[GRASS5] sql expression weirdnesses

Hi all,

I'm baffled by the following:

<session>
GRASS 6.0.0 (pe):~/t/ > db.select dist2002 sql="select cat from dist2002 where
(ALT_DIST < 500)" |wc #Ok.
     421 421 1809
GRASS 6.0.0 (pe):~/t/ > db.select dist2002 sql="select cat from dist2002 where
(ALT_DIST/2+ALT_DIST/2 < 500)" |wc #Ooops.
    1829 1829 8033
GRASS 6.0.0 (pe):~/t/ > db.select dist2002 sql="select cat from dist2002 where
(ALT_DIST*2 < 1000)" |wc #Ok
     421 421 1809
GRASS 6.0.0 (pe):~/t/ > db.select dist2002 sql="select cat from dist2002 where
(ALT_DIST+ALT_DIST < 1000)" |wc #Still ok.
     421 421 1809
GRASS 6.0.0 (pe):~/t/ > db.select dist2002 sql="select cat from dist2002 where
(ALT_DIST+ALT_DIST/2 < 750)" |wc #Still ok.
     421 421 1809
GRASS 6.0.0 (pe):~/t/ > db.select dist2002 sql="select cat from dist2002 where
(ALT_DIST/2+ALT_DIST < 750)" |wc #Ooops. Non-commuting sum
    1829 1829 8033
GRASS 6.0.0 (pe):~/t/ > db.select dist2002 sql="select cat from dist2002 where
((ALT_DIST/2)+ALT_DIST < 750)" |wc #Puzzled...
DBMI-DBF driver error:
SQL parser error in statement:
select cat from dist2002 where ((ALT_DIST/2)+ALT_DIST < 750)
Error in db_open_select_cursor()

       0 0 0
</session>

Is there a (hopefully documented) limitation in the sql parser that provokes
these things? Is it some NULL-related weirdness?

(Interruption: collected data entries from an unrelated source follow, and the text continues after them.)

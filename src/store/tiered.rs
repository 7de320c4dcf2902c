use std::sync::Arc;

use async_trait::async_trait;

use super::{BlockStore, Error};
use crate::block;

/// Local hot tier in front of a remote cold tier.
pub struct TieredBlockStore {
    hot: Arc<dyn BlockStore>,
    cold: Arc<dyn BlockStore>,
    delete_local: bool,
}

impl TieredBlockStore {
    pub fn new(hot: Arc<dyn BlockStore>, cold: Arc<dyn BlockStore>, delete_local: bool) -> Self {
        Self { hot, cold, delete_local }
    }

    pub async fn cold_exists(&self, hash: &str) -> bool {
        self.cold.exists(hash).await
    }

    /// Copies a block from the hot tier into cold storage, dropping the local
    /// copy afterwards when configured to.
    pub async fn upload(&self, hash: &str, round: i64) -> Result<(), Error> {
        let b = self.hot.read(hash, round).await?;
        self.cold.write(&b).await?;
        if self.delete_local {
            self.hot.delete(hash, round).await?;
        }
        Ok(())
    }
}

#[async_trait]
impl BlockStore for TieredBlockStore {
    async fn write(&self, b: &block::Block) -> Result<(), Error> {
        self.hot.write(b).await
    }

    async fn read(&self, hash: &str, round: i64) -> Result<block::Block, Error> {
        match self.hot.read(hash, round).await {
            Ok(b) => Ok(b),
            Err(e) if e.is_not_found() => self.cold.read(hash, round).await,
            Err(e) => Err(e),
        }
    }

    async fn exists(&self, hash: &str) -> bool {
        self.hot.exists(hash).await || self.cold.exists(hash).await
    }

    async fn delete(&self, hash: &str, round: i64) -> Result<(), Error> {
        self.hot.delete(hash, round).await
    }
}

Background: I'm trying to implement expression themeing for d.vect.thematic. I
found that since expressions are allowed in where clauses, it is enough to
make v.univar.sh calculate correct statistics for expressions and then let the
sql parser deal with the corresponding expression. I'm stuck with behaviour as
exemplified above.

This is grass6 as in Lorenzo Moretti's distribution, unpatched, under MacOSX
10.3.9. FYI:

<session>
GRASS 6.0.0 (pe):~/t/thematic/d.vect.thematic > db.connect -p
driver:dbf
database:$GISDBASE/$LOCATION_NAME/$MAPSET/dbf/
schema:(null)
group:(null)
GRASS 6.0.0 (pe):~/t/thematic/d.vect.thematic > v.info -c dist2002
Displaying column type for database connection of layer 1:
INTEGER|CAT
CHARACTER|CODIGO_DEP
CHARACTER|NOMB_DEP
CHARACTER|CODIGO_PRO
CHARACTER|NOMB_PROV
CHARACTER|CODIGO_DIS
CHARACTER|NOMB_DIST
CHARACTER|DCTO
CHARACTER|LEY
CHARACTER|FECHA
CHARACTER|NOM_CAP
CHARACTER|CAT_CAP
INTEGER|ALT_DIST
CHARACTER|LAT_DIST
CHARACTER|LONG_DIST
CHARACTER|REG_NAT
CHARACTER|REGNAT2
INTEGER|UG_N
CHARACTER|grassrgb
</session>

Any hints?

Cheers,

Daniel.

-- Daniel Calvelo Aros

Daniel Calvelo Aros wrote:

I'm baffled by the following:

<session>
GRASS 6.0.0 (pe):~/t/ > db.select dist2002 sql="select cat from dist2002 where
(ALT_DIST < 500)" |wc #Ok.
     421 421 1809
GRASS 6.0.0 (pe):~/t/ > db.select dist2002 sql="select cat from dist2002 where
(ALT_DIST/2+ALT_DIST/2 < 500)" |wc #Ooops.
    1829 1829 8033
GRASS 6.0.0 (pe):~/t/ > db.select dist2002 sql="select cat from dist2002 where
(ALT_DIST*2 < 1000)" |wc #Ok
     421 421 1809
GRASS 6.0.0 (pe):~/t/ > db.select dist2002 sql="select cat from dist2002 where
(ALT_DIST+ALT_DIST < 1000)" |wc #Still ok.
     421 421 1809
GRASS 6.0.0 (pe):~/t/ > db.select dist2002 sql="select cat from dist2002 where
(ALT_DIST+ALT_DIST/2 < 750)" |wc #Still ok.
     421 421 1809
GRASS 6.0.0 (pe):~/t/ > db.select dist2002 sql="select cat from dist2002 where
(ALT_DIST/2+ALT_DIST < 750)" |wc #Ooops. Non-commuting sum
    1829 1829 8033
GRASS 6.0.0 (pe):~/t/ > db.select dist2002 sql="select cat from dist2002 where
((ALT_DIST/2)+ALT_DIST < 750)" |wc #Puzzled...
DBMI-DBF driver error:
SQL parser error in statement:
select cat from dist2002 where ((ALT_DIST/2)+ALT_DIST < 750)
Error in db_open_select_cursor()

       0 0 0
</session>

Is there a (hopefully documented) limitation in the sql parser that provokes
these things? Is it some NULL-related weirdness?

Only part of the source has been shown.